▸ **Task**:
Please filter the entries for the word "input" and copy every line that has it.

Start of Block

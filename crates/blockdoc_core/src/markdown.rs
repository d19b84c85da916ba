//! Plain Markdown projection of a block document.
//!
//! # Responsibility
//! - Render a document as Markdown text, one construct per block.
//! - Classify Markdown lines back into typed blocks.
//!
//! # Invariants
//! - Parsing always yields a non-empty document with fresh block ids.
//! - Export never emits inline formatting; block content is plain text.

use crate::model::block::{Block, BlockType};
use crate::model::document::Document;
use once_cell::sync::Lazy;
use regex::Regex;

static HEADING_RE: Lazy<Regex> =
    Lazy::new(|| Regex::new(r"^(#{1,3})(?:\s+(.*))?$").expect("valid heading regex"));
static TODO_RE: Lazy<Regex> =
    Lazy::new(|| Regex::new(r"^[-*+]\s+\[[ xX]\](?:\s+(.*))?$").expect("valid todo regex"));
static BULLET_RE: Lazy<Regex> =
    Lazy::new(|| Regex::new(r"^[-*+](?:\s+(.*))?$").expect("valid bullet regex"));
static NUMBERED_RE: Lazy<Regex> =
    Lazy::new(|| Regex::new(r"^\d+[.)](?:\s+(.*))?$").expect("valid numbered regex"));
static QUOTE_RE: Lazy<Regex> = Lazy::new(|| Regex::new(r"^>\s?(.*)$").expect("valid quote regex"));
static DIVIDER_RE: Lazy<Regex> =
    Lazy::new(|| Regex::new(r"^(?:-{3,}|\*{3,}|_{3,})$").expect("valid divider regex"));
static IMAGE_RE: Lazy<Regex> =
    Lazy::new(|| Regex::new(r"^!\[[^\]]*]\((.*)\)$").expect("valid image regex"));
static FENCE_OPEN_RE: Lazy<Regex> =
    Lazy::new(|| Regex::new(r"^(`{3,})").expect("valid fence regex"));
static ESCAPED_NUMBER_RE: Lazy<Regex> =
    Lazy::new(|| Regex::new(r"^(\d+)\\([.)])").expect("valid escaped number regex"));

const MIN_FENCE_LEN: usize = 3;
const ESCAPE: char = '\\';

/// Renders `document` as Markdown. Blocks are separated by one blank line.
///
/// Paragraph lines that would read back as another construct are escaped,
/// and code fences are longer than any backtick run inside the code.
pub fn to_markdown(document: &Document) -> String {
    let mut chunks = Vec::with_capacity(document.len());
    let mut list_number = 0usize;

    for block in document.blocks() {
        if block.kind == BlockType::NumberedListItem {
            list_number += 1;
        } else {
            list_number = 0;
        }

        let content = block.content.as_str();
        let chunk = match block.kind {
            BlockType::Paragraph => content
                .split('\n')
                .map(escape_paragraph_line)
                .collect::<Vec<_>>()
                .join("\n"),
            BlockType::Heading1 => prefixed("# ", content),
            BlockType::Heading2 => prefixed("## ", content),
            BlockType::Heading3 => prefixed("### ", content),
            BlockType::BulletListItem => prefixed("- ", content),
            BlockType::NumberedListItem => prefixed(&format!("{list_number}. "), content),
            BlockType::ToDoItem => prefixed("- [ ] ", content),
            BlockType::Quote => prefixed("> ", content),
            BlockType::Divider => "---".to_string(),
            BlockType::Image => format!("![]({content})"),
            BlockType::Code => {
                let fence = fence_for(content);
                format!("{fence}\n{content}\n{fence}")
            }
        };
        chunks.push(chunk);
    }

    let mut output = chunks.join("\n\n");
    output.push('\n');
    output
}

/// Parses Markdown into a document of typed blocks.
///
/// Consecutive plain lines join into one paragraph. Unknown syntax is kept
/// as paragraph text; a leading backslash escape is removed.
pub fn parse_markdown(input: &str) -> Document {
    let mut blocks = Vec::new();
    let mut paragraph: Vec<String> = Vec::new();
    let mut lines = input.lines();

    while let Some(raw) = lines.next() {
        let line = raw.trim_end();

        if line.trim().is_empty() {
            flush_paragraph(&mut paragraph, &mut blocks);
            continue;
        }

        if let Some(caps) = FENCE_OPEN_RE.captures(line) {
            flush_paragraph(&mut paragraph, &mut blocks);
            let open_len = caps[1].len();
            let mut body = Vec::new();
            for code_line in lines.by_ref() {
                if closes_fence(code_line, open_len) {
                    break;
                }
                body.push(code_line);
            }
            blocks.push(Block::new(BlockType::Code, body.join("\n")));
            continue;
        }

        match classify_line(line) {
            Some(block) => {
                flush_paragraph(&mut paragraph, &mut blocks);
                blocks.push(block);
            }
            None => paragraph.push(unescape_paragraph_line(raw)),
        }
    }
    flush_paragraph(&mut paragraph, &mut blocks);

    if blocks.is_empty() {
        return Document::blank();
    }
    Document::from_validated(blocks)
}

fn classify_line(line: &str) -> Option<Block> {
    if DIVIDER_RE.is_match(line) {
        return Some(Block::new(BlockType::Divider, String::new()));
    }
    if let Some(caps) = HEADING_RE.captures(line) {
        let kind = match caps[1].len() {
            1 => BlockType::Heading1,
            2 => BlockType::Heading2,
            _ => BlockType::Heading3,
        };
        return Some(Block::new(kind, capture_text(&caps, 2)));
    }
    if let Some(caps) = IMAGE_RE.captures(line) {
        return Some(Block::new(BlockType::Image, capture_text(&caps, 1)));
    }
    if let Some(caps) = TODO_RE.captures(line) {
        return Some(Block::new(BlockType::ToDoItem, capture_text(&caps, 1)));
    }
    if let Some(caps) = BULLET_RE.captures(line) {
        return Some(Block::new(BlockType::BulletListItem, capture_text(&caps, 1)));
    }
    if let Some(caps) = NUMBERED_RE.captures(line) {
        return Some(Block::new(BlockType::NumberedListItem, capture_text(&caps, 1)));
    }
    if let Some(caps) = QUOTE_RE.captures(line) {
        return Some(Block::new(BlockType::Quote, capture_text(&caps, 1)));
    }
    None
}

/// Escapes one paragraph line so `parse_markdown` reads it back verbatim.
///
/// Numbered markers get `1\.`; every other ambiguous line, including blank
/// ones and ones already starting with `\`, gets a leading `\`.
fn escape_paragraph_line(line: &str) -> String {
    let trimmed = line.trim_end();
    let literal_escape = line.starts_with(ESCAPE) || ESCAPED_NUMBER_RE.is_match(line);
    if !literal_escape && NUMBERED_RE.is_match(trimmed) {
        let digits = line.len() - line.trim_start_matches(|c: char| c.is_ascii_digit()).len();
        return format!("{}{ESCAPE}{}", &line[..digits], &line[digits..]);
    }
    let ambiguous = literal_escape
        || trimmed.trim().is_empty()
        || FENCE_OPEN_RE.is_match(trimmed)
        || classify_line(trimmed).is_some();
    if ambiguous {
        return format!("{ESCAPE}{line}");
    }
    line.to_string()
}

fn unescape_paragraph_line(line: &str) -> String {
    if let Some(rest) = line.strip_prefix(ESCAPE) {
        return rest.to_string();
    }
    ESCAPED_NUMBER_RE.replace(line, "$1$2").into_owned()
}

fn fence_for(content: &str) -> String {
    let longest_run = content
        .split(|c: char| c != '`')
        .map(str::len)
        .max()
        .unwrap_or(0);
    "`".repeat(MIN_FENCE_LEN.max(longest_run + 1))
}

fn closes_fence(line: &str, open_len: usize) -> bool {
    let trimmed = line.trim_end();
    trimmed.len() >= open_len && trimmed.chars().all(|c| c == '`')
}

fn capture_text(caps: &regex::Captures<'_>, group: usize) -> String {
    caps.get(group)
        .map(|value| value.as_str().to_string())
        .unwrap_or_default()
}

fn flush_paragraph(lines: &mut Vec<String>, blocks: &mut Vec<Block>) {
    if lines.is_empty() {
        return;
    }
    blocks.push(Block::new(BlockType::Paragraph, lines.join("\n")));
    lines.clear();
}

fn prefixed(prefix: &str, content: &str) -> String {
    if content.is_empty() {
        return prefix.trim_end().to_string();
    }
    format!("{prefix}{content}")
}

End of Block

▸ **Output for this task**:
pub fn parse_markdown(input: &str) -> Document {
    let mut lines = input.lines();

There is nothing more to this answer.